## Description of the task
Among the entries that follow, the required portion opens with the line containing "connectivity, session state." and closes with the line containing "not be parsed.". Give that portion again exactly, and nothing else.

## Dataset entries
☆ ☆ ☆ ☆ ☆ ☆ ☆

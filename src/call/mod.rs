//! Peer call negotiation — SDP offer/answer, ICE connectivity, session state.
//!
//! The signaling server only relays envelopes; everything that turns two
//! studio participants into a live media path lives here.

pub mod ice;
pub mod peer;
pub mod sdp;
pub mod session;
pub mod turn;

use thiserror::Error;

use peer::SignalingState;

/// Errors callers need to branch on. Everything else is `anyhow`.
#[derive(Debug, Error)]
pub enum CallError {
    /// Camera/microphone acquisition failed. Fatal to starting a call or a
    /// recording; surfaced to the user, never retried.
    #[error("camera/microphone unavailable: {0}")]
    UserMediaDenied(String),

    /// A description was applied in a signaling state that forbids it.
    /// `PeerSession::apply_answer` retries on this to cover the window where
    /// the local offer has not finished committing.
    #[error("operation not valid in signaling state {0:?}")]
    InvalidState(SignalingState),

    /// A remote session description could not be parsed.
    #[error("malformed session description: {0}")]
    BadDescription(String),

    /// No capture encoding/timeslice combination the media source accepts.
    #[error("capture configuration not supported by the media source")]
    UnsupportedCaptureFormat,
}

☆ ☆ ☆ ☆ ☆ ☆ ☆

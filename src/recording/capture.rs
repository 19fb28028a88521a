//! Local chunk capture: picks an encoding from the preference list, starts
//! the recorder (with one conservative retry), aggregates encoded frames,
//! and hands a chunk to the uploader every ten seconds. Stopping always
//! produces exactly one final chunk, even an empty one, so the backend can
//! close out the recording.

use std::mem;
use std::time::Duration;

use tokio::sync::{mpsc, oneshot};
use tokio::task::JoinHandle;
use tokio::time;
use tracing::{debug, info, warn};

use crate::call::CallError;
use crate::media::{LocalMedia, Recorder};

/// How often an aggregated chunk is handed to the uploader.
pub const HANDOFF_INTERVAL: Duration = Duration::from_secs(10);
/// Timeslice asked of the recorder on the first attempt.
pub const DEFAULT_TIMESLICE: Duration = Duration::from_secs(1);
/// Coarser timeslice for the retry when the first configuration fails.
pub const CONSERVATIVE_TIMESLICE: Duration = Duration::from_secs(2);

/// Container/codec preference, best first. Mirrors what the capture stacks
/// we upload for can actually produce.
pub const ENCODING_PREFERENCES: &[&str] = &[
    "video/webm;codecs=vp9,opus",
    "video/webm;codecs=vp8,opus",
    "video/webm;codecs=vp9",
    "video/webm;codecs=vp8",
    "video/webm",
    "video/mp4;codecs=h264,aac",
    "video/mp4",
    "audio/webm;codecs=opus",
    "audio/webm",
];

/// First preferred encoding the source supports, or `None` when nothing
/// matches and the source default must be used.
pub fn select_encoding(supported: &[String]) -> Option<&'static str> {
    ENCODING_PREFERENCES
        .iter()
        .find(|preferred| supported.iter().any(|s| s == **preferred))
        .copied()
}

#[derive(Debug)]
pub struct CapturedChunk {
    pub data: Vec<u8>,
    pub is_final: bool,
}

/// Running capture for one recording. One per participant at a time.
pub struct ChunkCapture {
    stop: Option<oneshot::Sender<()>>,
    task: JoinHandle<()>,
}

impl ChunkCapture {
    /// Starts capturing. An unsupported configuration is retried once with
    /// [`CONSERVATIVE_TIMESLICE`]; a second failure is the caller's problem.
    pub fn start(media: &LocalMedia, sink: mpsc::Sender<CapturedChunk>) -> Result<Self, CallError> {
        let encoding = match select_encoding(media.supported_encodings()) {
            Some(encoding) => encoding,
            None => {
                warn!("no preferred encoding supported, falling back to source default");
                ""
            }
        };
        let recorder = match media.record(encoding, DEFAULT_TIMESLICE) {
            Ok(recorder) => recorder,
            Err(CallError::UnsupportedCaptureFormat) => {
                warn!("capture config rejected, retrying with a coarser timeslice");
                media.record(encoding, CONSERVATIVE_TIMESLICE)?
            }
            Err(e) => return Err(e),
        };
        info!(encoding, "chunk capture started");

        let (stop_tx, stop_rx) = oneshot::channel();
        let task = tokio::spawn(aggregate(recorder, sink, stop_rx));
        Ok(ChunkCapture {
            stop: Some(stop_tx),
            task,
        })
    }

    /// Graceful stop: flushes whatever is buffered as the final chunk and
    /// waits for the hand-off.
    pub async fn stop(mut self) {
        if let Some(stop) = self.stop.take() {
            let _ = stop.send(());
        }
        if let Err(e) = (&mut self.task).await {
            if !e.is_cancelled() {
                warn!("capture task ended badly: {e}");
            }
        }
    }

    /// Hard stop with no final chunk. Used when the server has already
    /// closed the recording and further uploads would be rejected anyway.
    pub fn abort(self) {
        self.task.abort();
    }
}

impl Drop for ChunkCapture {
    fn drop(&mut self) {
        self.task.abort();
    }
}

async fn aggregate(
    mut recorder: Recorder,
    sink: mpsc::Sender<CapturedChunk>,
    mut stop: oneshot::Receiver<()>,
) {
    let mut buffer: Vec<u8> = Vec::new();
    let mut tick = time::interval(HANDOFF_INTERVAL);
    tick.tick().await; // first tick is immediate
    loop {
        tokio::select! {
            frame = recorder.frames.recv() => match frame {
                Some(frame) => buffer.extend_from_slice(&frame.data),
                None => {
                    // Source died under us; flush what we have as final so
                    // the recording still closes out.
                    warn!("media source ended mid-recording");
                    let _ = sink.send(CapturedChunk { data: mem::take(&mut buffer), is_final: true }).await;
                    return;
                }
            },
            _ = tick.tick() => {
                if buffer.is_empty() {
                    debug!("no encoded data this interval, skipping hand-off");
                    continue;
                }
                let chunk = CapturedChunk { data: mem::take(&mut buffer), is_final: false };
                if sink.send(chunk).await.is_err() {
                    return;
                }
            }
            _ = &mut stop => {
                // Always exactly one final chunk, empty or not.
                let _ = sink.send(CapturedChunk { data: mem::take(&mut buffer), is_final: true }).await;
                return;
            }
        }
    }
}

☆ ☆ ☆ ☆ ☆ ☆ ☆

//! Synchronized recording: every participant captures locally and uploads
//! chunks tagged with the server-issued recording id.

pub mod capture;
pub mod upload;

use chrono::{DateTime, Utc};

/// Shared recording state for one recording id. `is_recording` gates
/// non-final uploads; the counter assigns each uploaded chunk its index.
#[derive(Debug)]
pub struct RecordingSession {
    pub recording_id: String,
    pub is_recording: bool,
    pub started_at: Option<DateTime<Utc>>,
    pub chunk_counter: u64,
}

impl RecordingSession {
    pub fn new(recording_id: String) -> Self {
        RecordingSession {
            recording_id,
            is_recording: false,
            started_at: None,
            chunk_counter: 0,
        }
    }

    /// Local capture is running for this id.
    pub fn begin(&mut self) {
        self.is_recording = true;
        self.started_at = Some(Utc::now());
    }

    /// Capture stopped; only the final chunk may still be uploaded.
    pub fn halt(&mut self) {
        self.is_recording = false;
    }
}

☆ ☆ ☆ ☆ ☆ ☆ ☆

## Result
//! Peer call negotiation — SDP offer/answer, ICE connectivity, session state.
//!
//! The signaling server only relays envelopes; everything that turns two
//! studio participants into a live media path lives here.

pub mod ice;
pub mod peer;
pub mod sdp;
pub mod session;
pub mod turn;

use thiserror::Error;

use peer::SignalingState;

/// Errors callers need to branch on. Everything else is `anyhow`.
#[derive(Debug, Error)]
pub enum CallError {
    /// Camera/microphone acquisition failed. Fatal to starting a call or a
    /// recording; surfaced to the user, never retried.
    #[error("camera/microphone unavailable: {0}")]
    UserMediaDenied(String),

    /// A description was applied in a signaling state that forbids it.
    /// `PeerSession::apply_answer` retries on this to cover the window where
    /// the local offer has not finished committing.
    #[error("operation not valid in signaling state {0:?}")]
    InvalidState(SignalingState),

    /// A remote session description could not be parsed.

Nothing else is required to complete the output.